According to an Oxford University study from 2013, 47 percent of American jobs are at risk of being computerized in the next 20 years. While that might seem like a long time off, changes in the structure of how we work are already visible.

Self-driving cars are about to revolutionize the transportation industry as trucks begin transporting goods autonomously, and ride-sharing companies like Uber create fleets of driverless vehicles.

Autonomous cars are just the first of many new technologies. As a City College student, this concerns me quite a bit.

By going to college, I am gambling several years of my life on the hope that a degree will open up new opportunities for me. Ostensibly, those opportunities would be in the form of job offers.  

But what if the job market changes so thoroughly that a degree doesn’t mean anything? Almost every industry in the country is being or will be affected by automation.

These days it’s not China taking all of America’s manufacturing jobs, but intelligent, skilled and cheap robots.

On May 25 of this year, BBC News reported that Foxconn Technology, a supplier for both Apple and Samsung, replaced 60,000 human jobs with robots at a factory in China’s Kunshan region—and that was just one factory.

While jobs in the manufacturing and transportation industries face immediate threat, jobs that require creativity, empathy and interpersonal skills are beyond the capability of current technology, or even technology in the near future.

Illustration by Shannon Cole
Illustration by Shannon Cole

Careers in teaching, social work and home care work, for example, are at low risk of computerization. Essay-grading software exists, but don’t expect a robot grade school teacher anytime soon. At least, not one that is operating without adult supervision.

During the Industrial Revolution, as menial human jobs were replaced by cheaper, safer and more efficient machines, workers who lost their jobs found new careers in fields that were only possible because of that automation.

On Oct. 27, 2016, Uber released a white paper explaining its plans for Uber Elevate, which aims to provide electric flying cars driven by pilots.

If our current technological boom follows historical models, many jobs will be created for every job that is lost. In 2015 Gartner, Inc. stated that 4.4 million IT jobs were created globally to support big data, and the demand for IT workers continued since.

A lack of skilled workers means only one-third of those IT jobs will be filled. Many computers can do the jobs of knowledge workers just as well or better, and are only going to get more skilled.

If there is a particularly frightening aspect of automation, it’s that there is no pick and choose about it. These changes are coming, and I don’t have any control over it.

I can choose not to sign up for Facebook, or even not to use a smartphone, but there’s no convincing a megacorporation that they shouldn’t do everything they can to optimize their operations.
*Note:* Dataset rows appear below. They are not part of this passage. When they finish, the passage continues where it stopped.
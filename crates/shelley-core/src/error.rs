//! Error types for the Shelley wallet core.
use thiserror::Error;

#[derive(Error, Debug, Clone, PartialEq, Eq)]
pub enum TransactionError {
    #[error("empty inputs or outputs")] EmptyInputsOrOutputs,
    #[error("value overflow")] ValueOverflow,
    #[error("serialization: {0}")] Serialization(String),
    #[error("malformed transaction encoding: {0}")] Decode(String),
    #[error("oversized: {size} > {max}")] OversizedTransaction { size: u64, max: u64 },
    #[error("unbalanced: inputs {inputs} != outputs {outputs} + fee {fee}")] Unbalanced { inputs: u64, outputs: u64, fee: u64 },
    #[error("input consumed twice: {0}")] DuplicateInput(String),
}

#[derive(Error, Debug, Clone, PartialEq, Eq)]
pub enum CryptoError {
    #[error("invalid public key bytes")] InvalidPublicKey,
    #[error("invalid signature bytes")] InvalidSignature,
    #[error("signature verification failed")] VerificationFailed,
    #[error("witness key {0} does not match any input credential")] UnknownWitness(String),
    #[error("no witness for input credential {0}")] MissingWitness(String),
}

#[derive(Error, Debug, Clone, PartialEq, Eq)]
pub enum AddressError {
    #[error("invalid HRP")] InvalidHrp,
    #[error("invalid length")] InvalidLength,
    #[error("invalid checksum")] InvalidChecksum,
    #[error("invalid character: {0}")] InvalidCharacter(char),
    #[error("unsupported address header: {0:#04x}")] UnsupportedHeader(u8),
    #[error("invalid padding bits")] InvalidPadding,
    #[error("unknown network: {0}")] UnknownNetwork(String),
    #[error("missing separator")] MissingSeparator,
    #[error("mixed case")] MixedCase,
    #[error("network mismatch: expected {expected}, got {got}")] NetworkMismatch { expected: String, got: String },
}

/// Failures of the ledger-query and broadcast collaborators.
///
/// Only [`LedgerError::Unavailable`] is transient; everything else is
/// terminal for the request.
#[derive(Error, Debug, Clone, PartialEq, Eq)]
pub enum LedgerError {
    #[error("ledger unavailable: {0}")] Unavailable(String),
    #[error("rejected by ledger: {0}")] Rejected(String),
    #[error("submission outcome unknown: {0}")] AmbiguousSubmission(String),
    #[error("invalid ledger response: {0}")] InvalidResponse(String),
    #[error("ledger request failed: {0}")] Request(String),
}

impl LedgerError {
    /// Whether a retry of the same request is safe and may succeed.
    pub fn is_transient(&self) -> bool {
        matches!(self, LedgerError::Unavailable(_))
    }
}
But just because I don’t have control over it doesn’t make it wrong, or necessarily bad for me or human society as a whole.

As we look forward to a future made easier and more comfortable by automation, there are some who envision a world where we won’t have jobs at all.

Ideas like universal basic income become feasible when we have whatever we need designed, manufactured, and distributed cheaply and efficiently by machines.

The idea of universal basic income is that, freed from the yoke of necessary labor by robots, governments would take the profits and provide every citizen with enough money to pay rent, buy clothes and feed themselves.

I can’t help feel intoxicated by the idea of that kind of freedom.

Imagine your child growing up, knowing that it will always have its basic needs provided for. I can’t think of a more human fantasy than that. And we stand at the precipice of a world where that fantasy could be reality.

It is not necessarily the shape of things to come, but it is one of the possibilities for an inspiring future. I don’t know what’s next in store for humanity, but I can’t help but feel incredibly lucky to be alive at this turning point in our collective journey.